Burkhalter Didier · Nationalrat · 2006-03-09
Burkhalter Didier · Nationalrat · Neuenburg · Freisinnig-demokratische Fraktion · 2006-03-09
Wortprotokoll
L'article 7b est la seule divergence d'importance avec la version votée au Conseil des Etats en décembre dernier. Notre conseil l'avait biffé; le Conseil des Etats l'a en quelque sorte ressuscité, à une majorité relativement faible de 19 voix contre 13.
La majorité de la commission vous propose de vous en tenir à votre première décision de biffer ce nouvel article de loi. Voici ses considérations principales.

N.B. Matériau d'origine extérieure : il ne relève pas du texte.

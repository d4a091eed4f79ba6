//! Identification and object sections: label/value tables.

use super::{draw_heading, heading_height, key_value_table, RenderContext, SectionRenderer};
use crate::error::ReportError;
use crate::layout::table::Table;
use crate::layout::{Cursor, Flow};
use crate::template::ordering::PlannedSection;
use crate::template::SectionId;
use crate::variables::{format_date, or_dash};

const LABEL_WIDTH: f64 = 150.0;

pub struct IdentitySection;

impl IdentitySection {
    fn table(&self, ctx: &RenderContext) -> Table {
        let r = ctx.record;
        let mut rows = vec![
            ("Číslo revizní zprávy", or_dash(&r.number)),
            ("Druh revize", r.kind.label().to_string()),
            ("Kategorie", r.category.label().to_string()),
            ("Datum zahájení revize", format_date(r.performed_on)),
            ("Datum ukončení revize", format_date(r.completed_on)),
            ("Datum vypracování zprávy", format_date(r.drafted_on)),
            ("Termín příští revize", format_date(r.valid_until)),
        ];
        if let Some(t) = &r.technician {
            rows.push(("Revizní technik", or_dash(&t.name)));
            rows.push(("Číslo osvědčení", or_dash(&t.license_number)));
        }
        if let Some(c) = &r.company {
            let mut company = or_dash(&c.name);
            if !c.ico.trim().is_empty() {
                company.push_str(&format!(", IČO {}", c.ico.trim()));
            }
            rows.push(("Firma", company));
        }
        key_value_table(rows, &ctx.theme, LABEL_WIDTH)
    }
}

impl SectionRenderer for IdentitySection {
    fn id(&self) -> SectionId {
        SectionId::Identity
    }

    fn has_content(&self, _ctx: &RenderContext) -> bool {
        true
    }

    fn estimate(&self, ctx: &RenderContext, width: f64) -> f64 {
        heading_height(&ctx.theme) + self.table(ctx).measure(width)
    }

    fn render(
        &self,
        ctx: &RenderContext,
        flow: &mut Flow,
        cursor: Cursor,
        section: &PlannedSection,
    ) -> Result<Cursor, ReportError> {
        let frame = flow.frame(cursor.orientation);
        let cursor = draw_heading(flow, cursor, &section.title, &ctx.theme);
        Ok(self
            .table(ctx)
            .draw(flow, cursor, frame.left, frame.width, &ctx.theme))
    }
}

pub struct ObjectSection;

impl ObjectSection {
    fn rows(&self, ctx: &RenderContext) -> Vec<(&'static str, String)> {
        let r = ctx.record;
        let mut rows = Vec::new();
        let mut push = |label: &'static str, value: &str| {
            if !value.trim().is_empty() {
                rows.push((label, value.trim().to_string()));
            }
        };
        push("Objekt", &r.title);
        push("Popis objektu", &r.object_description);
        push("Adresa", &r.site_address);
        match &r.customer {
            Some(c) => {
                push("Objednatel", &c.name);
                push("IČO objednatele", &c.ico);
                push("Adresa objednatele", &c.address);
                push("Kontaktní osoba", &c.contact_person);
            }
            None => push("Objednatel", &r.client),
        }
        push("Napěťová soustava", &r.voltage_system);
        rows
    }
}

impl SectionRenderer for ObjectSection {
    fn id(&self) -> SectionId {
        SectionId::Object
    }

    fn has_content(&self, ctx: &RenderContext) -> bool {
        !self.rows(ctx).is_empty()
    }

    fn estimate(&self, ctx: &RenderContext, width: f64) -> f64 {
        heading_height(&ctx.theme)
            + key_value_table(self.rows(ctx), &ctx.theme, LABEL_WIDTH).measure(width)
    }

    fn render(
        &self,
        ctx: &RenderContext,
        flow: &mut Flow,
        cursor: Cursor,
        section: &PlannedSection,
    ) -> Result<Cursor, ReportError> {
        let frame = flow.frame(cursor.orientation);
        let cursor = draw_heading(flow, cursor, &section.title, &ctx.theme);
        let table = key_value_table(self.rows(ctx), &ctx.theme, LABEL_WIDTH);
        Ok(table.draw(flow, cursor, frame.left, frame.width, &ctx.theme))
    }
}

Tout d'abord, il faut rappeler en deux mots un élément d'ensemble. Le Conseil national s'est donné comme objectif général de réaliser une loi sobre, qui aille à l'essentiel, qui donne strictement suite aux trois détonateurs de l'opération, à savoir d'une part aux deux motions 00.3000 et 98.3529, et d'autre part à l'évolution du droit européen. La commission a constaté que les motions, en particulier celle sur la transparence (00.3000), ne demandent pas explicitement une disposition telle que le projet d'article 7b qui en constituerait en fait une extension. Le Protocole additionnel du Conseil de l'Europe ne la demande pas non plus, mais une directive de l'Union européenne, il est vrai, prévoit un droit pour la personne concernée de ne pas être soumise à une telle décision.
Ceci dit, il faut à notre avis se poser une question principale: cette disposition de l'article 7b apporterait-elle un avantage réel à l'individu? Selon la majorité de la commission, si l'article 7a consacré au devoir d'information apporte à l'évidence un tel avantage justifié, c'est en revanche beaucoup moins le cas de cet article 7b. La majorité reste ainsi de l'avis que le traitement automatisé de données ne nécessite pas lui-même un traitement spécial par le simple fait qu'il est automatisé. Le risque d'erreurs n'est pas forcément plus élevé avec une machine que lorsqu'il y a une décision de routine d'un collaborateur sur la base de directives schématiques. Et l'on ne voit pas vraiment l'utilité pour le consommateur de se voir informé que la décision a été prise "sur le seul fondement d'un traitement automatisé". En fait, il s'agit là plutôt de l'expression, disons excessive, d'une grande peur - non pas de la montagne - mais de la machine.
De plus, la majorité estime que l'on est en présence d'un exemple type de complexités technocratiques. Sous prétexte d'une augmentation de la transparence, on donnerait une information supplémentaire qui, encore une fois, n'est pas intéressante pour l'individu. De telles charges administratives supplémentaires pour les exploitants de données publiques et privées doivent être clairement justifiées par un intérêt public prépondérant, ce qui n'est pas le cas, selon la majorité de la commission. Cette majorité est de l'avis politique que l'on ne saurait sans cesse exiger de simplifier la jungle bureaucratique qui caractérise notre société et, simultanément, introduire des dispositions excessives de ce type, dont on mesure d'ailleurs mal les réelles implications.
A ce sujet, il faut d'ailleurs s'interroger sur la tendance de notre société à vouloir constamment ajouter des précisions, des soi-disant informations supplémentaires, à tel point qu'elles ne sont plus lues, plus enregistrées, quasiment plus vues par l'individu; à tel point aussi que l'on habitue cet individu à les ignorer, pire, à ne plus différencier l'information essentielle de l'accessoire.
Enfin, il faut savoir que cette disposition, si elle était réintégrée, devrait l'être également à l'article 34 alinéa 1, ce qui signifierait ni plus ni moins que les personnes privées pourraient être punies des arrêts ou de l'amende en cas d'omission intentionnelle d'information, ce qui, pour la majorité de la commission, apparaît aussi comme excessif. En conclusion, la vraie protection de l'individu ne passe pas par cette disposition, qui serait davantage de la poudre aux yeux qu'un progrès réel.
C'est pourquoi la commission, par 14 voix contre 9, vous demande de supprimer une fois de plus cet article 7b, d'en tenir compte aussi à l'article 34 et dans les dispositions transitoires, donc de suivre sa majorité et de confirmer ainsi votre décision du mois d'octobre dernier, qui avait été prise par 101 voix contre 61.